▶ To do:
Your answer should consist of the lines in the following data that contain "base".
__________
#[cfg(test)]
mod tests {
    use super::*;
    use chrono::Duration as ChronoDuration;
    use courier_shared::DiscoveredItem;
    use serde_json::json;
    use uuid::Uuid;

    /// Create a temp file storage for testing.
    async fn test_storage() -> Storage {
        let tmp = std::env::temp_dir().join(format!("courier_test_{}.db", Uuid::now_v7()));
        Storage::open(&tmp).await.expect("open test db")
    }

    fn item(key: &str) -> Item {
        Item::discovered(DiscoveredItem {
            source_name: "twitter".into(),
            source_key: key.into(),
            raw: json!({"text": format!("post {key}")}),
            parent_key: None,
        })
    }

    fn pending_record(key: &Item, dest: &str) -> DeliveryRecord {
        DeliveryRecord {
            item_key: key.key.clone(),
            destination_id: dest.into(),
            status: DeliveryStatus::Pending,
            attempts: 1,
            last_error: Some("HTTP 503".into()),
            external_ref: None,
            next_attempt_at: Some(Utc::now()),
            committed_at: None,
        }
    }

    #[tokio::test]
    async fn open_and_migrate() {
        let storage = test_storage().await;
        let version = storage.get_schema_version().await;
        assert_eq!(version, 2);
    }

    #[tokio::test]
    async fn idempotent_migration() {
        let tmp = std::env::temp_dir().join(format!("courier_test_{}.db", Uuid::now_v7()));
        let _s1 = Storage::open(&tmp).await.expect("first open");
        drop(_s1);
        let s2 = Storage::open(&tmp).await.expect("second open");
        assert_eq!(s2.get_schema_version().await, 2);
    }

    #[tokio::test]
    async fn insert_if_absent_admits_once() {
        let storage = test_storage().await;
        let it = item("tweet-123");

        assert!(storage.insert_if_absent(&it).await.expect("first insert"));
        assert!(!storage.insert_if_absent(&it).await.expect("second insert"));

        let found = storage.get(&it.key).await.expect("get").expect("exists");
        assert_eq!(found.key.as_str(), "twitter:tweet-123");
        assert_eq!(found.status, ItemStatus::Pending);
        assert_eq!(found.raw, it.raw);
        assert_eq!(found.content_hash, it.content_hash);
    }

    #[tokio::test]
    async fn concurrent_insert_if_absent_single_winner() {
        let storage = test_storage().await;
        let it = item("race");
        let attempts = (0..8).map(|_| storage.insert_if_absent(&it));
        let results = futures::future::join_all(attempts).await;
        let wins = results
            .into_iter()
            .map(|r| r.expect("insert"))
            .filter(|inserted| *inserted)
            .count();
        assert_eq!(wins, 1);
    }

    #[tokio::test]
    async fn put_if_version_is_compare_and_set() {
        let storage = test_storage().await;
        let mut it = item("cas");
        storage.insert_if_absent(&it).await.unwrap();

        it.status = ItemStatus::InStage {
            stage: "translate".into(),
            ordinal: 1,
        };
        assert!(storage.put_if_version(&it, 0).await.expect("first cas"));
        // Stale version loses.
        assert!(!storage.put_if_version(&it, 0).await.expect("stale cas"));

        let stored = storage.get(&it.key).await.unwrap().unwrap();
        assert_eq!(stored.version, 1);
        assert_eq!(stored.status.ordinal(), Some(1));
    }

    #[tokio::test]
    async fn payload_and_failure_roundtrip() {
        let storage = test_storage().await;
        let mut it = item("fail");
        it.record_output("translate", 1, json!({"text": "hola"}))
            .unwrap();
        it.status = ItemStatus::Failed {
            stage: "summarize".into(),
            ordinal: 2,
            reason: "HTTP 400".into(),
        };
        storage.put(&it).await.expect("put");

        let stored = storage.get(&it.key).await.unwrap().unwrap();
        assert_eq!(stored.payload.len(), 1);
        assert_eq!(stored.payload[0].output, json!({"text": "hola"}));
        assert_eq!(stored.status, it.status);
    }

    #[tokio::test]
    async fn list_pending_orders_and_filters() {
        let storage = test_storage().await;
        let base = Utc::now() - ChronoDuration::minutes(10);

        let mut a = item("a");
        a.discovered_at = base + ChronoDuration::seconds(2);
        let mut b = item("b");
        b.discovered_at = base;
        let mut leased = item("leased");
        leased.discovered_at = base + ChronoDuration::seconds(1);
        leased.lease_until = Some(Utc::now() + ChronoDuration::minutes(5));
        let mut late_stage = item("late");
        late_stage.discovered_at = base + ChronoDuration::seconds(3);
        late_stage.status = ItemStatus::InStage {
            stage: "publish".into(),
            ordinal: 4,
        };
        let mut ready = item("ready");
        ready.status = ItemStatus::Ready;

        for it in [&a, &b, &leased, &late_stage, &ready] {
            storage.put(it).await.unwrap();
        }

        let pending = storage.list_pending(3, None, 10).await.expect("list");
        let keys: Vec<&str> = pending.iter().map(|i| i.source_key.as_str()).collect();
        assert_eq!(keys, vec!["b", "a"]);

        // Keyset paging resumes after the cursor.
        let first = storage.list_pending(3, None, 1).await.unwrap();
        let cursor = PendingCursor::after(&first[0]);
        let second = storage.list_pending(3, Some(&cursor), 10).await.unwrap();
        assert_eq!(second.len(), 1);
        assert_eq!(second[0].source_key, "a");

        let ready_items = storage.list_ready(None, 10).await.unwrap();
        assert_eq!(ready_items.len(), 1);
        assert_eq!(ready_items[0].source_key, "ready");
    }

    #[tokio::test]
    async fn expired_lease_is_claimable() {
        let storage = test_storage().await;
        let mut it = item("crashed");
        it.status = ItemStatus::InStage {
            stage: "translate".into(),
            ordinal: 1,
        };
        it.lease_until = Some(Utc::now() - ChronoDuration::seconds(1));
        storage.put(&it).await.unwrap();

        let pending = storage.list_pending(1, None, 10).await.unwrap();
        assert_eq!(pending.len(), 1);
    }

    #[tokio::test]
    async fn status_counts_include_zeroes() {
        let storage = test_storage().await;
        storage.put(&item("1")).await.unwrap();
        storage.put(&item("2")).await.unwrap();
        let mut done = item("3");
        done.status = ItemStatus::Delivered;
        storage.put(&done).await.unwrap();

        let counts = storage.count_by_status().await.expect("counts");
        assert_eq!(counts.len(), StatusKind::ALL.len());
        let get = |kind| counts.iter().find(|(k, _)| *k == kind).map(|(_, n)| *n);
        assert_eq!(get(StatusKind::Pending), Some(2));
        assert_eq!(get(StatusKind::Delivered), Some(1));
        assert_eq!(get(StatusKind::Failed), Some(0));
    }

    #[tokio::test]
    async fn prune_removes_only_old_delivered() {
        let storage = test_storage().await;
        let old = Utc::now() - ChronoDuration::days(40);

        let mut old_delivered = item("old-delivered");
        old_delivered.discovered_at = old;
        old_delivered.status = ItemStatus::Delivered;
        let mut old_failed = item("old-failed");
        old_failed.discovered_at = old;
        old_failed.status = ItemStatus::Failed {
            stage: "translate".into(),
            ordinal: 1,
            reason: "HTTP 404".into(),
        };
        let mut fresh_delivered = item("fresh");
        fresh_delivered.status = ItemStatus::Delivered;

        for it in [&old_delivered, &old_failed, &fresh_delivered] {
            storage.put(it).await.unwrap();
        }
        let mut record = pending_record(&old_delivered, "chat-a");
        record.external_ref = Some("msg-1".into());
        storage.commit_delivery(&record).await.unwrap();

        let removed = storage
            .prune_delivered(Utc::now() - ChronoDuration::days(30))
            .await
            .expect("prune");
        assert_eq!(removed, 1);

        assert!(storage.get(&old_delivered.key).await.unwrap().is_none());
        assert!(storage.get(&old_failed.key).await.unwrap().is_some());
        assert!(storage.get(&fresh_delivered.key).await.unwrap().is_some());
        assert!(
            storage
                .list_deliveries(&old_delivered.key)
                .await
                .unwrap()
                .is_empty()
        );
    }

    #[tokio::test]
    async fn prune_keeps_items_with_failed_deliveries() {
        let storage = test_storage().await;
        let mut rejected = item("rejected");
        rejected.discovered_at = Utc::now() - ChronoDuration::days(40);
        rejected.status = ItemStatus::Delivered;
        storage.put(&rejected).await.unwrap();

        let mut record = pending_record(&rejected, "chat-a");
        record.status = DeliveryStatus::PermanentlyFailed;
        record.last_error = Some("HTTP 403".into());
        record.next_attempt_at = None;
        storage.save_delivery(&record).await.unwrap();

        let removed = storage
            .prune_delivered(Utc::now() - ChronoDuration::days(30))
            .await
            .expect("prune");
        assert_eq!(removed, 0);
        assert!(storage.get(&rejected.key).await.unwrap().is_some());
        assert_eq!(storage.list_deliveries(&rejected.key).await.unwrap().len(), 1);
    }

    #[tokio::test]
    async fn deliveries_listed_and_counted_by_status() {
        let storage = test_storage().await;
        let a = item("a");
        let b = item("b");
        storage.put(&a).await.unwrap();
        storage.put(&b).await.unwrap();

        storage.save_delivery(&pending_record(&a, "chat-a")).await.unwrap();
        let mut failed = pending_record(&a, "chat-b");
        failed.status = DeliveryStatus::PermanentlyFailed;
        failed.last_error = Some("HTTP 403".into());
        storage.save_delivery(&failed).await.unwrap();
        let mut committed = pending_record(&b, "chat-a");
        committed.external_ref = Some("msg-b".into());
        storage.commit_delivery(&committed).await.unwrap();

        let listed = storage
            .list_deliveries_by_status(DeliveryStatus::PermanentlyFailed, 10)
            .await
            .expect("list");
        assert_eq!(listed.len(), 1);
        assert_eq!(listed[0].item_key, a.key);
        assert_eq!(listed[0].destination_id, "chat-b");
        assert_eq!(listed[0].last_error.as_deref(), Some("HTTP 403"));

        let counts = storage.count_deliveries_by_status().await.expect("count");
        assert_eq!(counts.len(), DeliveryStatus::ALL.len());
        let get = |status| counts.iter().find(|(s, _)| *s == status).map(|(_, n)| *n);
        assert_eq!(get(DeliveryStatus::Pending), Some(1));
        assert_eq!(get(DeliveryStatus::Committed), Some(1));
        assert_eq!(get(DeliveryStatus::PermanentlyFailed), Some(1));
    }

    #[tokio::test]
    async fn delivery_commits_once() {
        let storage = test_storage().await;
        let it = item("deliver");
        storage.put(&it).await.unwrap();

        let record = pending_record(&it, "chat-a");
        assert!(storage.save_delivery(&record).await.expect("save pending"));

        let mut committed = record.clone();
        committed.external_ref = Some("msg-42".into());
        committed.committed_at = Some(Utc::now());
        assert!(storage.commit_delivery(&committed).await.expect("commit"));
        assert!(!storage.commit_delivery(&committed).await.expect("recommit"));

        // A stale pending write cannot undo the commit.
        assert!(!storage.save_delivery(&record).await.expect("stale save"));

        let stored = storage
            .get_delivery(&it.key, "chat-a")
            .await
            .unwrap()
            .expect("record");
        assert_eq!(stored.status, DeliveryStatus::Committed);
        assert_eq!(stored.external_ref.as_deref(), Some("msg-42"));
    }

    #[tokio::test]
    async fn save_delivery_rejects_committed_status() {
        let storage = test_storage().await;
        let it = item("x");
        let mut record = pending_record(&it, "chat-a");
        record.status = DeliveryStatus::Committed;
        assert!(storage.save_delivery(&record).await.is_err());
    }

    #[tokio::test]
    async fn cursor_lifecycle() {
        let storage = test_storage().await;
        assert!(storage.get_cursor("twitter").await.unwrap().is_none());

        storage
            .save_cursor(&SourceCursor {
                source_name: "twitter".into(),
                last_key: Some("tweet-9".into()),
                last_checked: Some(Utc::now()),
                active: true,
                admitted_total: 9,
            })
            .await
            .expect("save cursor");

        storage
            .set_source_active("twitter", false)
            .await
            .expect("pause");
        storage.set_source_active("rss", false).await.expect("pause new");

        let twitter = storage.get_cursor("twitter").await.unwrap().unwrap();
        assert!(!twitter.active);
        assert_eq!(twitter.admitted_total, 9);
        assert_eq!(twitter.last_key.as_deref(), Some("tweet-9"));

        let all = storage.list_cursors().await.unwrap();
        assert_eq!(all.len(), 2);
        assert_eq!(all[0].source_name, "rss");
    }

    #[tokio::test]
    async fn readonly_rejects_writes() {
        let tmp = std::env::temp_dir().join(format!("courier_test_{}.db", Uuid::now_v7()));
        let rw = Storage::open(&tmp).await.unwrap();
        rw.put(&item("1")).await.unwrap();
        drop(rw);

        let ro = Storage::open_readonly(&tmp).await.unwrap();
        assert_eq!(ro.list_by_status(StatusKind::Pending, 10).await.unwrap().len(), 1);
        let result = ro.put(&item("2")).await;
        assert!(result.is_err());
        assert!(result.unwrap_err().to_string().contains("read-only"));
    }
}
__________
▶ Exercise solution:
        let base = Utc::now() - ChronoDuration::minutes(10);
        a.discovered_at = base + ChronoDuration::seconds(2);
        b.discovered_at = base;
        leased.discovered_at = base + ChronoDuration::seconds(1);
        late_stage.discovered_at = base + ChronoDuration::seconds(3);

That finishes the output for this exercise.